◆ **INFORMATION PROVIDED**
————————

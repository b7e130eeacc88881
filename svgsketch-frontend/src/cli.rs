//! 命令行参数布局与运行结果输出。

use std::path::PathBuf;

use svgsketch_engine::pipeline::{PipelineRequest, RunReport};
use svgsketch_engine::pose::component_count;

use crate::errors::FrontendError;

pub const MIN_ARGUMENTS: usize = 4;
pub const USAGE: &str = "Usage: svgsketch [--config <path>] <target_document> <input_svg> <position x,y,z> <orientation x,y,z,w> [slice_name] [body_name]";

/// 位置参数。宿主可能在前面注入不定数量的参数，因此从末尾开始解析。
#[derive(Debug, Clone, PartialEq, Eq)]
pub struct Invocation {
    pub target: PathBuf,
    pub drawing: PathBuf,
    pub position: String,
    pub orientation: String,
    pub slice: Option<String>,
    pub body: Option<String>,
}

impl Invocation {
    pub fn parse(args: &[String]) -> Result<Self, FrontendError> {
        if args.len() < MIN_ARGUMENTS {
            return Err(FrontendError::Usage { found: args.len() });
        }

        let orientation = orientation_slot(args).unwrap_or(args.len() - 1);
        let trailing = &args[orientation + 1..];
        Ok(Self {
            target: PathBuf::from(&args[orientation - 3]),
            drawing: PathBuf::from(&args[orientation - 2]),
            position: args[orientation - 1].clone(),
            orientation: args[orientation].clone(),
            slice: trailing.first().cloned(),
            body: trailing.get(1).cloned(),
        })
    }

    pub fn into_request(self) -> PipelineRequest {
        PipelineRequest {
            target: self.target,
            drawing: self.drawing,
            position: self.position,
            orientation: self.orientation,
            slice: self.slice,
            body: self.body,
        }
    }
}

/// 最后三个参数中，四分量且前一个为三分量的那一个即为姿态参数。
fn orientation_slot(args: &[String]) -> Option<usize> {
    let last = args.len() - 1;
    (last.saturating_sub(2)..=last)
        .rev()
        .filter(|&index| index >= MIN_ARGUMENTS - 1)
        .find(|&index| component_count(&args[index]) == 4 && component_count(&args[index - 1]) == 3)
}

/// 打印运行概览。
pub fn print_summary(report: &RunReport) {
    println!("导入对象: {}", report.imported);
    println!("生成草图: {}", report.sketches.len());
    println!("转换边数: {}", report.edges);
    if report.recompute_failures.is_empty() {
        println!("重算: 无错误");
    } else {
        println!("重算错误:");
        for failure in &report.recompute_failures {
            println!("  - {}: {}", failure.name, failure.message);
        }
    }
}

————————

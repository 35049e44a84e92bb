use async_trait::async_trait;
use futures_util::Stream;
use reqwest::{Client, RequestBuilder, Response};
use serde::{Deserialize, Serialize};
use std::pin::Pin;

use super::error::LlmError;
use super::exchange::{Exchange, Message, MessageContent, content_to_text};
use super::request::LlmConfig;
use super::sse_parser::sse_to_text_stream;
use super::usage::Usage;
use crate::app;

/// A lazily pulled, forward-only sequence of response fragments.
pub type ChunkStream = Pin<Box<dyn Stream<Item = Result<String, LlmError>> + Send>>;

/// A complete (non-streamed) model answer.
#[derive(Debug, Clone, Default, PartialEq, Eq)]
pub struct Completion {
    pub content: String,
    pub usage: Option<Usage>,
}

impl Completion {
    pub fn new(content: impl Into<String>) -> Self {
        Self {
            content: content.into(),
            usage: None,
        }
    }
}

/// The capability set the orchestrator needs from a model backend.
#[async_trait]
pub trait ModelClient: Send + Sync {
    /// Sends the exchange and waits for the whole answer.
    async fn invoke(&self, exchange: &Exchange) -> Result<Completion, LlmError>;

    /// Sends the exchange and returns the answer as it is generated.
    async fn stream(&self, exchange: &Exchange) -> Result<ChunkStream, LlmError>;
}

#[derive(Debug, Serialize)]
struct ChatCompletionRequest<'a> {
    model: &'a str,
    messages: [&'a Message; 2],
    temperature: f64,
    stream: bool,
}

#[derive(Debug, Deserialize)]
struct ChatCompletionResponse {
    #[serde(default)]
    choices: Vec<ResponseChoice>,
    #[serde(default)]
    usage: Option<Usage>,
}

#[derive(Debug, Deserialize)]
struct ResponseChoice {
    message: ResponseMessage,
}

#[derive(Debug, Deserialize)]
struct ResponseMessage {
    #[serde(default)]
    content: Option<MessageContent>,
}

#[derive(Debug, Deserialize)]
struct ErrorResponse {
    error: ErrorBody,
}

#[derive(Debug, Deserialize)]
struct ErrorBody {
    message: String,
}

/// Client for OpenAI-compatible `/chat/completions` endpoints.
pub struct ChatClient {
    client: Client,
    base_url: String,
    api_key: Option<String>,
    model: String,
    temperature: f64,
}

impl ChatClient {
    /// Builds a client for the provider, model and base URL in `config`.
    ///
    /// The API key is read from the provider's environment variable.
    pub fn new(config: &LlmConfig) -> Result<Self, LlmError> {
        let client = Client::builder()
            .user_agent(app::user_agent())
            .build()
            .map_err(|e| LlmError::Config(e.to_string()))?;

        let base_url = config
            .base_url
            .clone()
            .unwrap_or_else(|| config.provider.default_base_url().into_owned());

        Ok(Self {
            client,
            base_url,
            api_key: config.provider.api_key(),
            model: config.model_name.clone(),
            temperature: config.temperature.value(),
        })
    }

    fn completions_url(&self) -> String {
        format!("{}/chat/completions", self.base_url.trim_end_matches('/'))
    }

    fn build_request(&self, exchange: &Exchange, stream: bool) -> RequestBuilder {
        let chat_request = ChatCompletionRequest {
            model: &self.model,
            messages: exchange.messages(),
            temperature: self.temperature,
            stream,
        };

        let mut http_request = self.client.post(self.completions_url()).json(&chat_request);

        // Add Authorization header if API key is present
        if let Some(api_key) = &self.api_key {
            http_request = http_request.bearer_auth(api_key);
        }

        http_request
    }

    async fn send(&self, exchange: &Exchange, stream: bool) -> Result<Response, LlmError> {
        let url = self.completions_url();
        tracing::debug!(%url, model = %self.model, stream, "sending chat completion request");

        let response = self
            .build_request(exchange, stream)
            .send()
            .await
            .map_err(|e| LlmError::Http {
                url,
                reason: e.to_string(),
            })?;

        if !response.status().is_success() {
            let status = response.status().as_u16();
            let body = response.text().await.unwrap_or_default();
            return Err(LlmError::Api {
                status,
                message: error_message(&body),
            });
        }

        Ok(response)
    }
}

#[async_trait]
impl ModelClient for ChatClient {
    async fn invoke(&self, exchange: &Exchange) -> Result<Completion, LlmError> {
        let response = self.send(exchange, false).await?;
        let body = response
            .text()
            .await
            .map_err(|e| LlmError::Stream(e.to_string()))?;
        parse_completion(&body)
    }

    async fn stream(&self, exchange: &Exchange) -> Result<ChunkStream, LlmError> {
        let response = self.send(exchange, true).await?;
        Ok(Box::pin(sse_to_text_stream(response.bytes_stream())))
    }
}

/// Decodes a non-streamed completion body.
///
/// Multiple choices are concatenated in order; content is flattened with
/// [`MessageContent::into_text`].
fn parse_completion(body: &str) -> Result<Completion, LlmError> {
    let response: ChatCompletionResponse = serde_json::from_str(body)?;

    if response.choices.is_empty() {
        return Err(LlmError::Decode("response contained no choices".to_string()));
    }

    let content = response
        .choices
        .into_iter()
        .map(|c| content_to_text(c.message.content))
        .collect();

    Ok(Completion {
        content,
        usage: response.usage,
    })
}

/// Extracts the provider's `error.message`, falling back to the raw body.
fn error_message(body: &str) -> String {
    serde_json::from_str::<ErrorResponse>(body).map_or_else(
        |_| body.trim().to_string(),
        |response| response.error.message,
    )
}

————————

◆ **EXERCISE DIRECTIONS**
Return only the stretch of the material above from the line holding "async fn send(&self, exchange: &Exchange, stream: bool)" through the line holding "let body = response.text().await.unwrap_or_default();", copied exactly.

◆ **SOLUTION**
    async fn send(&self, exchange: &Exchange, stream: bool) -> Result<Response, LlmError> {
        let url = self.completions_url();
        tracing::debug!(%url, model = %self.model, stream, "sending chat completion request");

        let response = self
            .build_request(exchange, stream)
            .send()
            .await
            .map_err(|e| LlmError::Http {
                url,
                reason: e.to_string(),
            })?;

        if !response.status().is_success() {
            let status = response.status().as_u16();
            let body = response.text().await.unwrap_or_default();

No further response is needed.